What you need to do ::
Return the records below character for character.

Available records below:

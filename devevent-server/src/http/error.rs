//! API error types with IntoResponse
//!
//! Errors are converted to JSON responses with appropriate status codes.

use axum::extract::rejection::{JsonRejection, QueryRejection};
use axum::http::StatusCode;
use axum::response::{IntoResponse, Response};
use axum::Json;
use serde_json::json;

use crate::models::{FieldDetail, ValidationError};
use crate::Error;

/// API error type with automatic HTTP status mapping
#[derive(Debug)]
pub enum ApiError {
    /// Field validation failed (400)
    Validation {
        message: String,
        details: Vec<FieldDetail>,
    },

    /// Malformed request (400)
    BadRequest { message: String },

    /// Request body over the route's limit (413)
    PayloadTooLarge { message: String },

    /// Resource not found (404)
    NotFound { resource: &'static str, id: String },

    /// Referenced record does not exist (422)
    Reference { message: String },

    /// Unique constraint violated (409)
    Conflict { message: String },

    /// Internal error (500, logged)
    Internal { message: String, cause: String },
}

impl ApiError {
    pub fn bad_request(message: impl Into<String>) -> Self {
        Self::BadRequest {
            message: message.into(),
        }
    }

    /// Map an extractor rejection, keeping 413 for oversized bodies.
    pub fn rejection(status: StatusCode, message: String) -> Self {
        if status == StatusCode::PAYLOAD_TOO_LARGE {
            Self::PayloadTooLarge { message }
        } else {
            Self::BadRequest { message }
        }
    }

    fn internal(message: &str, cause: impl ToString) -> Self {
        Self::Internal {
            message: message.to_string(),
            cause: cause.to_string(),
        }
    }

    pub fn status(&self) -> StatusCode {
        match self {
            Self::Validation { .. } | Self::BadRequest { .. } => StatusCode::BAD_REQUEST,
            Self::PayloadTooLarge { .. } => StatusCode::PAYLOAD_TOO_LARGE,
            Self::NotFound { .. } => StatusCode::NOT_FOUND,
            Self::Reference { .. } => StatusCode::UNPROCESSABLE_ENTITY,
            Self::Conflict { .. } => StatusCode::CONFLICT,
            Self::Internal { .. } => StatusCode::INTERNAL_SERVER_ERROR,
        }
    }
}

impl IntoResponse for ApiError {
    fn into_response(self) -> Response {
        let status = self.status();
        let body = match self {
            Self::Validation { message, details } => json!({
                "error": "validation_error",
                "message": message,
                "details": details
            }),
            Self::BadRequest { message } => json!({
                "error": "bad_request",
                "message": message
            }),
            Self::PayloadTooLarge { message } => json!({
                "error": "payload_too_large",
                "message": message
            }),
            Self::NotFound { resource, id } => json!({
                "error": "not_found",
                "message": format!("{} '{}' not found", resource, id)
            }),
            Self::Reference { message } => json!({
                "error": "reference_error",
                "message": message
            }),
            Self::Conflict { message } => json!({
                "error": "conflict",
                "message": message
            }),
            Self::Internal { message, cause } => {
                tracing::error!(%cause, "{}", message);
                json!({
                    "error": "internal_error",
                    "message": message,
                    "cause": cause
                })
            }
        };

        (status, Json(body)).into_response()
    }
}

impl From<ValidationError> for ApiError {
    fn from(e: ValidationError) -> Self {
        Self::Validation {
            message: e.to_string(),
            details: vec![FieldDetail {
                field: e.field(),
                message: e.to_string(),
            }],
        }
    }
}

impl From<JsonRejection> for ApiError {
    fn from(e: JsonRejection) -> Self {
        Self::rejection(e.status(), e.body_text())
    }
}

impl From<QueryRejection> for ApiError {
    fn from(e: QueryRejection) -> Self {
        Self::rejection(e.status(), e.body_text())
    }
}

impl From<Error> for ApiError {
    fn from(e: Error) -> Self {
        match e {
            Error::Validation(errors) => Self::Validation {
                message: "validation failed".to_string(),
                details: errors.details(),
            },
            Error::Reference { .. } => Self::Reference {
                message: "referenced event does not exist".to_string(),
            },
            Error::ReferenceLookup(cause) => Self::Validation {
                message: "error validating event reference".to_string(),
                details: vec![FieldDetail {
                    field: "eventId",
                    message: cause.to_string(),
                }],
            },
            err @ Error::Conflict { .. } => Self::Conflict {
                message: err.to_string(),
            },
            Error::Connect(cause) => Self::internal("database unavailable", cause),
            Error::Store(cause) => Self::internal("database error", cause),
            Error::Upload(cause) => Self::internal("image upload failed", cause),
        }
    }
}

End of Available records.

Exercise response ::
filename devevent-server/src/http/error.rs
//! API error types with IntoResponse
//!
//! Errors are converted to JSON responses with appropriate status codes.

use axum::extract::rejection::{JsonRejection, QueryRejection};
use axum::http::StatusCode;
use axum::response::{IntoResponse, Response};
use axum::Json;
use serde_json::json;

use crate::models::{FieldDetail, ValidationError};
use crate::Error;

/// API error type with automatic HTTP status mapping
#[derive(Debug)]
pub enum ApiError {
    /// Field validation failed (400)
    Validation {
        message: String,
        details: Vec<FieldDetail>,
    },

    /// Malformed request (400)
    BadRequest { message: String },

    /// Request body over the route's limit (413)
    PayloadTooLarge { message: String },

    /// Resource not found (404)
    NotFound { resource: &'static str, id: String },

    /// Referenced record does not exist (422)
    Reference { message: String },

    /// Unique constraint violated (409)
    Conflict { message: String },

    /// Internal error (500, logged)
    Internal { message: String, cause: String },
}

impl ApiError {
    pub fn bad_request(message: impl Into<String>) -> Self {
        Self::BadRequest {
            message: message.into(),
        }
    }

    /// Map an extractor rejection, keeping 413 for oversized bodies.
    pub fn rejection(status: StatusCode, message: String) -> Self {
        if status == StatusCode::PAYLOAD_TOO_LARGE {
            Self::PayloadTooLarge { message }
        } else {
            Self::BadRequest { message }
        }
    }

    fn internal(message: &str, cause: impl ToString) -> Self {
        Self::Internal {
            message: message.to_string(),
            cause: cause.to_string(),
        }
    }

    pub fn status(&self) -> StatusCode {
        match self {
            Self::Validation { .. } | Self::BadRequest { .. } => StatusCode::BAD_REQUEST,
            Self::PayloadTooLarge { .. } => StatusCode::PAYLOAD_TOO_LARGE,
            Self::NotFound { .. } => StatusCode::NOT_FOUND,
            Self::Reference { .. } => StatusCode::UNPROCESSABLE_ENTITY,
            Self::Conflict { .. } => StatusCode::CONFLICT,
            Self::Internal { .. } => StatusCode::INTERNAL_SERVER_ERROR,
        }
    }
}

impl IntoResponse for ApiError {
    fn into_response(self) -> Response {
        let status = self.status();
        let body = match self {
            Self::Validation { message, details } => json!({
                "error": "validation_error",
                "message": message,
                "details": details
            }),
            Self::BadRequest { message } => json!({
                "error": "bad_request",
                "message": message
            }),
            Self::PayloadTooLarge { message } => json!({
                "error": "payload_too_large",
                "message": message
            }),
            Self::NotFound { resource, id } => json!({
                "error": "not_found",
                "message": format!("{} '{}' not found", resource, id)
            }),
            Self::Reference { message } => json!({
                "error": "reference_error",
                "message": message
            }),
            Self::Conflict { message } => json!({
                "error": "conflict",
                "message": message
            }),
            Self::Internal { message, cause } => {
                tracing::error!(%cause, "{}", message);
                json!({
                    "error": "internal_error",
                    "message": message,
                    "cause": cause
                })
            }
        };

        (status, Json(body)).into_response()
    }
}

impl From<ValidationError> for ApiError {
    fn from(e: ValidationError) -> Self {
        Self::Validation {
            message: e.to_string(),
            details: vec![FieldDetail {
                field: e.field(),
                message: e.to_string(),
            }],
        }
    }
}

impl From<JsonRejection> for ApiError {
    fn from(e: JsonRejection) -> Self {
        Self::rejection(e.status(), e.body_text())
    }
}

impl From<QueryRejection> for ApiError {
    fn from(e: QueryRejection) -> Self {
        Self::rejection(e.status(), e.body_text())
    }
}

impl From<Error> for ApiError {
    fn from(e: Error) -> Self {
        match e {
            Error::Validation(errors) => Self::Validation {
                message: "validation failed".to_string(),
                details: errors.details(),
            },
            Error::Reference { .. } => Self::Reference {
                message: "referenced event does not exist".to_string(),
            },
            Error::ReferenceLookup(cause) => Self::Validation {
                message: "error validating event reference".to_string(),
                details: vec![FieldDetail {
                    field: "eventId",
                    message: cause.to_string(),
                }],
            },
            err @ Error::Conflict { .. } => Self::Conflict {
                message: err.to_string(),
            },
            Error::Connect(cause) => Self::internal("database unavailable", cause),
            Error::Store(cause) => Self::internal("database error", cause),
            Error::Upload(cause) => Self::internal("image upload failed", cause),
        }
    }
}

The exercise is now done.